Industri Farmasi Diproyeksi Tumbuh Tinggi di Masa Pandemi

Industri farmasi termasuk ke dalam industri strategis yang masih boleh berjalan ketika aturan PSBB total diberlakukan.

oleh Liputan6.com diperbarui 28 Okt 2020, 15:21 WIB
Diterbitkan 28 Okt 2020, 15:20 WIB
Dampak dari Mengonsumsi Obat-Obatan Tertentu
Ilustrasi Mengonsumsi Obat-Obatan Credit: pexels.com/pixabay

Liputan6.com, Jakarta - Industri farmasi merupakan bagian yang penting bagi keberlangsungan Indonesia. Oleh karena itu, industri farmasi termasuk ke dalam industri strategis yang masih boleh berjalan ketika aturan PSBB total diberlakukan.

Dengan adanya pandemi, kebutuhan vitamin, suplemen dan obat herbal untuk meningkatkan kekebalan tubuh secara umum meningkat sehingga industri farmasi yang bermain di sektor tersebut memperoleh pertumbuhan yang cukup besar.

Ketua Program Studi Sarjana Farmasi Indonesia International Institute for Life Science (I3L) Leonny Yulita Hartiadi menjelaskan dengan adanya pandemi kmenyebabkan turunnya kunjungan pasien ke fasilitas kesehatan karena adanya kekhawatiran pasien akan terinfeksi COVID-19 ketika berkunjung ke fasilitas kesehatan.

Masyarakat lebih memilih untuk melakukan konsultasi secara daring (online), lalu obat-obatan dikirim ke tempat tinggal lewat apotek. Bahkan ada juga masyarakat yang memilih untuk menunda penanganan penyakit mereka. Selain itu, layanan dokter gigi juga sempat tidak diperbolehkan untuk membuka praktek sebagai usaha untuk mencegah penularan COVID-19.

“Hal ini telah membuat permintaan obat-obatan dari rumah sakit berkurang secara signifikan hingga 50-60 persen yang selanjutnya juga berdampak terhadap menurunnya kapasitas dan utilitas produksi. Gabungan Perusahaan (GP) Farmasi Indonesia memprediksikan bahwa ada 2.000-3.000 karyawan yang dirumahkan sebagai dampak dari menurunnya kapasitas dan utilitas produksi di Industri Farmasi” ungkap Leonny dalam keterangan resminya, Rabu (28/10/2020).

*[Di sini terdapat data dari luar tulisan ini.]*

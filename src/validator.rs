//! Syntactic validation and injection detection for untrusted input.

use std::collections::HashMap;

use once_cell::sync::Lazy;
use regex::Regex;
use serde::Serialize;
use thiserror::Error;

use crate::crypto;

pub const REQUIRED_HEADERS: &[&str] = &["x-request-id", "x-client-version", "x-platform"];
const REQUEST_ID_PREFIX: &str = "req_";
const REQUEST_ID_BYTES: usize = 16;

static ALLOWED_CHARACTERS: Lazy<Regex> =
    Lazy::new(|| Regex::new(r#"^[a-zA-Z0-9\s.,!?\-_'"]+$"#).expect("invalid regex"));

/// Named injection signatures, checked in order.
static INJECTION_PATTERNS: Lazy<Vec<(&'static str, Regex)>> = Lazy::new(|| {
    [
        ("script_tag", r"(?i)<\s*/?\s*script"),
        ("javascript_uri", r"(?i)javascript\s*:"),
        ("event_handler", r"(?i)\bon[a-z]+\s*="),
        ("code_eval", r"(?i)\b(eval|Function|setTimeout|setInterval)\s*\("),
        ("dom_access", r"(?i)\b(document|window)\s*\."),
        ("prototype_pollution", r"(?i)__proto__|\bconstructor\s*(\.|\[)"),
        ("unicode_escape", r"(?i)\\u00[0-9a-f]{2}"),
        ("sql_tautology", r#"(?i)['"]\s*(or|and)\s+['"\w]+\s*=\s*['"\w]+"#),
        (
            "sql_stacked_query",
            r"(?i);\s*(drop|delete|insert|update|select|alter|truncate|exec)\b",
        ),
        ("sql_union", r"(?i)\bunion\s+(all\s+)?select\b"),
        ("sql_comment", r"--\s|--$|/\*"),
    ]
    .into_iter()
    .map(|(name, pattern)| (name, Regex::new(pattern).expect("invalid regex")))
    .collect()
});

/// key: validation-violation
#[derive(Clone, Debug, Error, Serialize, PartialEq, Eq)]
#[serde(tag = "code", rename_all = "snake_case")]
pub enum Violation {
    #[error("input is empty")]
    Empty,
    #[error("input shorter than {min} characters")]
    TooShort { min: usize },
    #[error("input longer than {max} characters")]
    TooLong { max: usize, actual: usize },
    #[error("input contains disallowed characters")]
    DisallowedCharacters,
    #[error("injection attempt detected ({pattern})")]
    InjectionAttempt { pattern: &'static str },
    #[error("missing required header `{name}`")]
    MissingHeader { name: &'static str },
}

impl Violation {
    pub fn is_injection(&self) -> bool {
        matches!(self, Violation::InjectionAttempt { .. })
    }
}

/// Rejection and sanitization are independent: `sanitized` is always filled.
#[derive(Clone, Debug, Serialize, PartialEq, Eq)]
pub struct ValidationReport {
    pub is_valid: bool,
    pub errors: Vec<Violation>,
    pub sanitized: String,
}

impl ValidationReport {
    pub fn has_injection(&self) -> bool {
        self.errors.iter().any(Violation::is_injection)
    }
}

#[derive(Clone, Debug)]
pub struct ValidatorConfig {
    pub min_length: usize,
    pub max_length: usize,
}

impl Default for ValidatorConfig {
    fn default() -> Self {
        Self {
            min_length: 1,
            max_length: 500,
        }
    }
}

/// key: request-validator
#[derive(Clone, Debug, Default)]
pub struct RequestValidator {
    config: ValidatorConfig,
}

impl RequestValidator {
    pub fn new(config: ValidatorConfig) -> Self {
        Self { config }
    }

    pub fn validate(&self, input: &str) -> ValidationReport {
        let mut errors = Vec::new();
        let length = input.chars().count();

        if length == 0 {
            errors.push(Violation::Empty);
        } else {
            if length < self.config.min_length {
                errors.push(Violation::TooShort {
                    min: self.config.min_length,
                });
            }
            if length > self.config.max_length {
                errors.push(Violation::TooLong {
                    max: self.config.max_length,
                    actual: length,
                });
            }
            if !ALLOWED_CHARACTERS.is_match(input) {
                errors.push(Violation::DisallowedCharacters);
            }
        }

        errors.extend(
            detect_injection(input)
                .into_iter()
                .map(|pattern| Violation::InjectionAttempt { pattern }),
        );

        ValidationReport {
            is_valid: errors.is_empty(),
            errors,
            sanitized: sanitize(input),
        }
    }

    /// Header names are compared case-insensitively; empty values count as missing.
    pub fn validate_headers(&self, headers: &HashMap<String, String>) -> Vec<Violation> {
        REQUIRED_HEADERS
            .iter()
            .copied()
            .filter(|required| {
                !headers.iter().any(|(name, value)| {
                    name.eq_ignore_ascii_case(required) && !value.trim().is_empty()
                })
            })
            .map(|name| Violation::MissingHeader { name })
            .collect()
    }
}

/// Names of every injection signature present in `input`.
pub fn detect_injection(input: &str) -> Vec<&'static str> {
    INJECTION_PATTERNS
        .iter()
        .filter(|(_, pattern)| pattern.is_match(input))
        .map(|(name, _)| *name)
        .collect()
}

/// Drops angle brackets and HTML-escapes the remaining metacharacters.
pub fn sanitize(input: &str) -> String {
    let mut out = String::with_capacity(input.len());
    for ch in input.chars() {
        match ch {
            '<' | '>' => {}
            '&' => out.push_str("&amp;"),
            '"' => out.push_str("&quot;"),
            '\'' => out.push_str("&#x27;"),
            '/' => out.push_str("&#x2F;"),
            other => out.push(other),
        }
    }
    out.trim().to_string()
}

pub fn generate_request_id() -> String {
    crypto::random_token(REQUEST_ID_PREFIX, REQUEST_ID_BYTES)
}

Selain itu, tidak lama setelah COVID-19 diumumkan sebagai pandemi, impor bahan baku obat yang bertumpu pada supplier asal Cina dan India membuat pasokan bahan baku obat nasioanal menjadi terhambat karena adanya lockdown. Di sisi lain, adanya pandemi juga telah berdampak positif bagi industri farmasi. Untuk menghadapi kesulitan di industri, pemerintah memberikan insentif pajak dan subsidi untuk memicu pertumbuhan industri, termasuk industri farmasi.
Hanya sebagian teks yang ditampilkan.